*** Opening of DATA SUPPLIED ***

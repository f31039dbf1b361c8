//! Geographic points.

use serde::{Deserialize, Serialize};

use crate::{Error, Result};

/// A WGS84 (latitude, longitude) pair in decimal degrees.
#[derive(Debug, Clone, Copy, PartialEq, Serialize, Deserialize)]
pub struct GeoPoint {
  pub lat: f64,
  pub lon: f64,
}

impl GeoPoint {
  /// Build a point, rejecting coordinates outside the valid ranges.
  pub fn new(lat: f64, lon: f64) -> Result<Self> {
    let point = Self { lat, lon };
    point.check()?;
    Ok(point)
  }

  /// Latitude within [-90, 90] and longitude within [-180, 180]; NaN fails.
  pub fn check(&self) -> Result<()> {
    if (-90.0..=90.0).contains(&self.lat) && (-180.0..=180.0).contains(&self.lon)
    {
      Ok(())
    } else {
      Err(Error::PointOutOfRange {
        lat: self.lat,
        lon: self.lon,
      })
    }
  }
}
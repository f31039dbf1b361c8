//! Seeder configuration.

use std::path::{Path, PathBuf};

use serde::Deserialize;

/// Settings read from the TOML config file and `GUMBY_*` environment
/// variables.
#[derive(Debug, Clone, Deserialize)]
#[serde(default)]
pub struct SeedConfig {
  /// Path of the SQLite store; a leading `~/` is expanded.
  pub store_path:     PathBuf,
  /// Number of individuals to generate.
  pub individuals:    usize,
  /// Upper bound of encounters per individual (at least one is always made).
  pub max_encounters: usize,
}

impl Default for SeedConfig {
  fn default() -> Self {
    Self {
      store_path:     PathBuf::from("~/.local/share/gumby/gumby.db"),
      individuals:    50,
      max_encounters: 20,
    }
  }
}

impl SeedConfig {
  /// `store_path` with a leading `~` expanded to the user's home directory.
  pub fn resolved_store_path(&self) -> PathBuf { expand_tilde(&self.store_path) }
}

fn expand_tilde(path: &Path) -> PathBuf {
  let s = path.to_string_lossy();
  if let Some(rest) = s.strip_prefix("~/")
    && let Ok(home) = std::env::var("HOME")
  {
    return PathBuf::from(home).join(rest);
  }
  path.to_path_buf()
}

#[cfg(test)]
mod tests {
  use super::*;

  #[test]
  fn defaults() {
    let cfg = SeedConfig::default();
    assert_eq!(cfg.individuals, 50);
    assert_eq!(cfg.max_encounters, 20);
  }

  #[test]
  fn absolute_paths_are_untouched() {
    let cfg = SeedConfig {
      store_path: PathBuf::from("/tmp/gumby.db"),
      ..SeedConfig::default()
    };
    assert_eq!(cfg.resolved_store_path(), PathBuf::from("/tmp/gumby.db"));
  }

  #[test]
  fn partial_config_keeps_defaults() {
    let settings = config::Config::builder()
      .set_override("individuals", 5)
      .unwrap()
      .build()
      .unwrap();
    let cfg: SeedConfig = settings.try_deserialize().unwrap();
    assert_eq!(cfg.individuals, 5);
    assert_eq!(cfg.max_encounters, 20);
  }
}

*** Close of DATA SUPPLIED ***

I need exact copies of the lines from the one holding "return PathBuf::from(home).join(rest);" through the end of the records above, and nothing beyond them.

    return PathBuf::from(home).join(rest);
  }
  path.to_path_buf()
}

#[cfg(test)]
mod tests {
  use super::*;

  #[test]
  fn defaults() {
    let cfg = SeedConfig::default();
    assert_eq!(cfg.individuals, 50);
    assert_eq!(cfg.max_encounters, 20);
  }

  #[test]
  fn absolute_paths_are_untouched() {
    let cfg = SeedConfig {
      store_path: PathBuf::from("/tmp/gumby.db"),
      ..SeedConfig::default()
    };
    assert_eq!(cfg.resolved_store_path(), PathBuf::from("/tmp/gumby.db"));
  }

  #[test]
  fn partial_config_keeps_defaults() {
    let settings = config::Config::builder()
      .set_override("individuals", 5)
      .unwrap()
      .build()
      .unwrap();
    let cfg: SeedConfig = settings.try_deserialize().unwrap();
    assert_eq!(cfg.individuals, 5);
    assert_eq!(cfg.max_encounters, 20);
  }
}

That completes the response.